BOHMWALD
This text of 14 I. & N. Dec. 408 (BOHMWALD) is published on Counsel Stack Legal Research, covering Board of Immigration Appeals primary law. Counsel Stack provides free access to over 12 million legal documents including statutes, case law, regulations, and constitutions.
Opinion
Interim Decision #2219
MATTER OF BOHMWALD
In Deportation Proceedings
A-19898055
Decided by Board August 17, 1973 Motion to reopen the deportation proceedings to permit an application for withholding of deportation of Chile pursuant to the provisions of section 243(h) of the Immigration and Nationality Act, as amended, is denied where the motion is unsupported and does not make a prima facie showing that the alien has a well-founded fear of persecution on account of race, religion, nationality, membership of a particular social groups, or political opinion.
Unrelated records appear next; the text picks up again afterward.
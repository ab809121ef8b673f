//! Per-shard worker: runs the flow analyzer on each flow it receives and
//! forwards the outcome to the aggregator.

use crossbeam_channel::{Receiver, Sender};

use crate::analysis::stats::StatsError;
use crate::flow::{FlowAnalyzer, FlowOutcome};
use crate::packet::{FlowId, FlowPackets};

/// Events a worker sends to the aggregator.
#[derive(Debug)]
pub enum WorkerEvent {
    Outcome(FlowOutcome),
    Failed { flow_id: FlowId, error: StatsError },
    /// Worker's input channel closed; no more events from this shard.
    Shutdown(ShardShutdown),
}

#[derive(Debug, Clone, Copy)]
pub struct ShardShutdown {
    pub shard_id: usize,
    pub flows: u64,
}

pub struct Worker {
    shard_id: usize,
    analyzer: FlowAnalyzer,
    flows: u64,
}

impl Worker {
    pub fn new(shard_id: usize, analyzer: FlowAnalyzer) -> Self {
        Worker {
            shard_id,
            analyzer,
            flows: 0,
        }
    }

    /// Process flows until the dispatcher drops its sender.
    pub fn run(&mut self, rx: Receiver<FlowPackets>, agg_tx: Sender<WorkerEvent>) {
        for flow in rx.iter() {
            self.process_flow(&flow, &agg_tx);
        }

        let _ = agg_tx.send(WorkerEvent::Shutdown(ShardShutdown {
            shard_id: self.shard_id,
            flows: self.flows,
        }));

        tracing::debug!(shard = self.shard_id, flows = self.flows, "worker shut down");
    }

    fn process_flow(&mut self, flow: &FlowPackets, agg_tx: &Sender<WorkerEvent>) {
        self.flows += 1;
        let event = match self.analyzer.analyze(flow) {
            Ok(outcome) => WorkerEvent::Outcome(outcome),
            Err(error) => {
                tracing::warn!(shard = self.shard_id, flow = flow.flow_id, %error, "flow analysis failed");
                WorkerEvent::Failed {
                    flow_id: flow.flow_id,
                    error,
                }
            }
        };
        let _ = agg_tx.send(event);
    }
}

#[cfg(test)]
mod tests {
    use super::*;
    use crate::config::AnalysisConfig;
    use crate::packet::PacketRecord;

    fn flow(flow_id: FlowId, n: usize) -> FlowPackets {
        let packets = (0..n)
            .map(|i| PacketRecord {
                timestamp: i as f64 * 1e-5,
                flow_id,
                seq: i as u64 * 100,
                payload_len: 100,
                frame_len: 154,
            })
            .collect();
        FlowPackets { flow_id, packets }
    }

    #[test]
    fn worker_reports_each_flow_then_shuts_down() {
        let widths = AnalysisConfig::default().bin_widths().unwrap();
        let mut worker = Worker::new(3, FlowAnalyzer::new(widths, 5));
        let (tx, rx) = crossbeam_channel::unbounded();
        let (agg_tx, agg_rx) = crossbeam_channel::unbounded();

        tx.send(flow(1, 10)).unwrap();
        tx.send(flow(2, 2)).unwrap();
        drop(tx);
        worker.run(rx, agg_tx);

        let events: Vec<WorkerEvent> = agg_rx.iter().collect();
        assert_eq!(events.len(), 3);
        assert!(matches!(&events[0], WorkerEvent::Outcome(FlowOutcome::Analysed(m)) if m.flow_id == 1));
        assert!(matches!(&events[1], WorkerEvent::Outcome(FlowOutcome::Skipped(s)) if s.flow_id == 2));
        assert!(matches!(
            events[2],
            WorkerEvent::Shutdown(ShardShutdown { shard_id: 3, flows: 2 })
        ));
    }
}
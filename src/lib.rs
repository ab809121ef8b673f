//! tcpscope library crate: per-flow TCP analysis of packet captures.

pub mod analysis;
pub mod capture;
pub mod config;
pub mod display;
pub mod flow;
pub mod health;
pub mod packet;
pub mod pipeline;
CHARGE: Order: Act of 1952—Section 241(a)(2) [8 U.S.C. 1251(a)(2)]—Nonimmigrant- remained longer than permitted. ON BEHALF OF RESPONDENT: ON BEHALF OF SERVICE: Edward Lopez, Esquire Reece B. Robertson 153 Glendale Boulevard Trial Attorney Los Angeles, California 90026
This is an appeal from an order of an immigration judge denying the respondent's motion to reopen. The appeal will be dismissed. Respondent is a male alien, native and citizen of Chile, who was admitted to the United States on or about November 4, 1970 as a nonimmigrant visitor and remained longer than permitted. At a hearing before an immigration judge on January 26, 1973, re- spondent admitted the truth of the factual allegations of the order to show cause and conceded deportability. The immigration judge found him to be deportable and granted him the privilege of departing voluntarily by April 26, 1973. Appeal to this Board was waived and the order of the immigration judge became final. In accordance with the usual practice where there is no appeal, the minutes of the hearing were not transcribed. Respondent failed to depart and the alternate deportation order vested. On May 16, 1973 counsel for respondent filed a motion to reopen to permit him to apply for withholding of deportation to Chile under section 243(h) of the Immigration and Nationality Act. The motion, which is unsupported by affidavit or other evidentiary
408 Interim Decision #2219 material as required by 8 CFR 3.8(a), states in cbnclusory terms that respondent is a member of the Catholic faith and opposed to the Communist form of government presently in power in Chile; and that he would be persecuted if deported to Chile because he is opposed to the Communist form of government now in power in Chile and because he could not practice his religion. In his brief order dated June 6, 1973 now before us on appeal, the immigration judge denied the motion. The immigration judge refers to a petition for review filed by respondent in the United States Court of Appeals for the Ninth Circuit on May 16, 1973, which is still apparently pending. We do not need a transcript of the deportation hearing to adjudicate the appeal. In his motion to reopen, counsel does not refer to, and apparently does not rely on, any evidence adduced at that hearing. The motion to reopen makes no prima facie showing that respondent has a well-founded fear of persecution in Chile on account of his race, religion, nationality, membership of a particu- lar social group, or political opinion (Matter of Dunar, Interim Decision No. 2192 (BIA, 1973)). The motion was properly denied. ORDER: The appeal is dismissed.